We believe that the blood test we developed can identify lupus patients who are most likely to respond to LJP 394 and we will use this affinity assay to identify the patients to be included in the efficacy analysis of the Phase III trial. We have filed a patent application on this new blood assay.

In September 2000, the FDA granted us orphan drug designation for LJP 394 for the treatment of lupus kidney disease. The Orphan Drug Act provides for seven years of marketing exclusivity in the U.S. and enables the Company to
obtain research funding, tax credits for certain research expenses, and a waiver of the application user fees.

In October 2000, we presented additional data from the Phase II/III trial at the 64th Meeting of American College of Rheumatology concerning the effect of LJP 394 treatment on patients with impaired renal function. In a predefined group of patients with poor renal function, there were more renal flares in the patients treated with placebo than in the patients treated with LJP 394 (p=0.046). In a group of patients with poor renal function and with high-affinity antibodies to LJP 394, there were six renal flares in patients treated with placebo and no renal flares in patients treated with drug (p=0.004).
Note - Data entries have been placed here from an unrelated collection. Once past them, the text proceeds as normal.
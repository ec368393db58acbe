//! Decoding of `ENVIRONMENTAL-CURRENT-SENSOR-DATA` messages.
//!
//! Sensor values arrive as fixed-width decimal strings under `data`. While a
//! sensor warms up or is disabled the device sends `"INIT"` or `"OFF"`
//! instead; those decode to `None` because `0` is a legitimate reading.

use serde::Serialize;
use serde_json::{Map, Value};
use tracing::warn;

use super::error::CodecError;
use super::message::{self, WireField};
use super::values::{HeatTarget, SleepTimer};

const SENSOR_KEYS: &[&str] = &[
    "tact", "hact", "vact", "va10", "pact", "pm25", "pm10", "p25r", "p10r", "noxl", "sltm",
];

const NOT_AVAILABLE: &[&str] = &["OFF", "INIT"];

#[derive(Debug, Clone, Default, PartialEq, Serialize)]
pub struct SensorSnapshot {
    /// Kelvin.
    pub temperature: Option<f64>,
    /// Relative humidity, percent.
    pub humidity: Option<u32>,
    pub volatile_compounds: Option<u32>,
    pub particles: Option<u32>,
    pub particles2_5: Option<u32>,
    pub particles10: Option<u32>,
    pub particulate_matter_25: Option<u32>,
    pub particulate_matter_10: Option<u32>,
    pub nitrogen_dioxide_density: Option<u32>,
    pub heat_target: Option<HeatTarget>,
    pub sleep_timer: SleepTimer,
}

impl SensorSnapshot {
    /// Temperature converted for display; the snapshot itself stays in Kelvin.
    pub fn temperature_celsius(&self) -> Option<f64> {
        self.temperature.map(|kelvin| kelvin - 273.15)
    }
}

pub struct SensorCodec;

impl SensorCodec {
    pub fn is_sensor_payload(payload: &[u8]) -> bool {
        message::parse(payload)
            .map(|value| Self::is_sensor_value(&value))
            .unwrap_or(false)
    }

    pub(crate) fn is_sensor_value(message: &Value) -> bool {
        if message::discriminator(message) == Some(message::SENSOR_DATA) {
            return true;
        }
        message::object(message, message::DATA_KEY)
            .map(|data| SENSOR_KEYS.iter().any(|key| data.contains_key(*key)))
            .unwrap_or(false)
    }

    pub fn decode(payload: &[u8]) -> Result<SensorSnapshot, CodecError> {
        let message = message::parse(payload)?;
        Self::decode_value(&message)
    }

    pub(crate) fn decode_value(message: &Value) -> Result<SensorSnapshot, CodecError> {
        if !Self::is_sensor_value(message) {
            return Err(CodecError::UnrecognizedMessage(
                message::discriminator(message)
                    .unwrap_or("<missing msg>")
                    .to_string(),
            ));
        }
        let data = message::object(message, message::DATA_KEY);

        Ok(SensorSnapshot {
            temperature: reading(data, "tact").map(|decikelvin| f64::from(decikelvin) / 10.0),
            humidity: reading(data, "hact"),
            volatile_compounds: reading(data, "va10").or_else(|| reading(data, "vact")),
            particles: reading(data, "pact"),
            particles2_5: reading(data, "pm25"),
            particles10: reading(data, "pm10"),
            particulate_matter_25: reading(data, "p25r"),
            particulate_matter_10: reading(data, "p10r"),
            nitrogen_dioxide_density: reading(data, "noxl"),
            heat_target: reading(data, "hmax")
                .and_then(|raw| u16::try_from(raw).ok())
                .map(HeatTarget::from_decikelvin),
            sleep_timer: sleep_timer(data),
        })
    }
}

fn reading(data: Option<&Map<String, Value>>, key: &'static str) -> Option<u32> {
    let raw = WireField::lookup(data, key).current()?;
    if NOT_AVAILABLE.contains(&raw.as_str()) {
        return None;
    }
    match raw.parse() {
        Ok(value) => Some(value),
        Err(_) => {
            warn!("{}", CodecError::UnrecognizedField { field: key, value: raw });
            None
        }
    }
}

fn sleep_timer(data: Option<&Map<String, Value>>) -> SleepTimer {
    let Some(raw) = WireField::lookup(data, "sltm").current() else {
        return SleepTimer::default();
    };
    SleepTimer::from_wire(&raw).unwrap_or_else(|| {
        warn!("{}", CodecError::UnrecognizedField { field: "sltm", value: raw });
        SleepTimer::default()
    })
}

#[cfg(test)]
mod tests {
    use super::*;
    use pretty_assertions::assert_eq;

    #[test]
    fn decodes_link_sensor_message() {
        let payload = br#"{
            "msg": "ENVIRONMENTAL-CURRENT-SENSOR-DATA",
            "time": "2026-10-16T08:00:00.000Z",
            "data": { "tact": "2956", "hact": "0045", "pact": "0004", "vact": "0001", "sltm": "0120" }
        }"#;
        assert!(SensorCodec::is_sensor_payload(payload));
        let snapshot = SensorCodec::decode(payload).unwrap();
        assert_eq!(
            snapshot,
            SensorSnapshot {
                temperature: Some(295.6),
                humidity: Some(45),
                particles: Some(4),
                volatile_compounds: Some(1),
                sleep_timer: SleepTimer::Minutes(120),
                ..SensorSnapshot::default()
            }
        );
    }

    #[test]
    fn off_and_init_are_unknown_not_zero() {
        let payload = br#"{
            "msg": "ENVIRONMENTAL-CURRENT-SENSOR-DATA",
            "data": { "tact": "OFF", "hact": "INIT", "pm25": "0000", "noxl": "INIT", "sltm": "OFF" }
        }"#;
        let snapshot = SensorCodec::decode(payload).unwrap();
        assert_eq!(snapshot.temperature, None);
        assert_eq!(snapshot.humidity, None);
        assert_eq!(snapshot.nitrogen_dioxide_density, None);
        assert_eq!(snapshot.particles2_5, Some(0));
        assert_eq!(snapshot.sleep_timer, SleepTimer::Off);
    }

    #[test]
    fn prefers_newer_volatile_reading() {
        let payload = br#"{
            "msg": "ENVIRONMENTAL-CURRENT-SENSOR-DATA",
            "data": { "va10": "0012", "vact": "0003", "p25r": "0007", "p10r": "0009", "hmax": "2950" }
        }"#;
        let snapshot = SensorCodec::decode(payload).unwrap();
        assert_eq!(snapshot.volatile_compounds, Some(12));
        assert_eq!(snapshot.particulate_matter_25, Some(7));
        assert_eq!(snapshot.particulate_matter_10, Some(9));
        assert_eq!(snapshot.heat_target, Some(HeatTarget::from_decikelvin(2950)));
    }

    #[test]
    fn sleep_timer_defaults_when_missing() {
        let payload = br#"{"msg":"ENVIRONMENTAL-CURRENT-SENSOR-DATA","data":{"tact":"2900"}}"#;
        assert_eq!(SensorCodec::decode(payload).unwrap().sleep_timer, SleepTimer::Off);
    }

    #[test]
    fn state_messages_are_not_sensor_payloads() {
        assert!(!SensorCodec::is_sensor_payload(
            br#"{"msg":"CURRENT-STATE","product-state":{"fmod":"FAN"}}"#
        ));
        assert!(!SensorCodec::is_sensor_payload(b"garbage"));
        assert!(SensorCodec::is_sensor_payload(
            br#"{"msg":"CURRENT-STATE","data":{"tact":"2900"}}"#
        ));
    }

    #[test]
    fn celsius_is_a_view_over_kelvin() {
        let snapshot = SensorSnapshot {
            temperature: Some(295.6),
            ..SensorSnapshot::default()
        };
        let celsius = snapshot.temperature_celsius().unwrap();
        assert!((celsius - 22.45).abs() < 1e-9);
    }
}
In January 2001, we announced that approximately 90% of patients enrolled in each of three previous clinical trials had high-affinity antibodies to LJP 394, prior to drug treatment. The ratios for the trials were: 89% (186/211) in the Phase II/III trial, 94% (29/31) in the Phase II trial completed in 1996 and 90% (54/60) in the Phase II trial completed in 1999. Patients in the Phase
II/III trial had moderate to severe disease and a history of renal flares. Patients in the two Phase II trials had mild to moderate disease. Placebo and drug-treated groups had similar percentages at baseline in each clinical trial.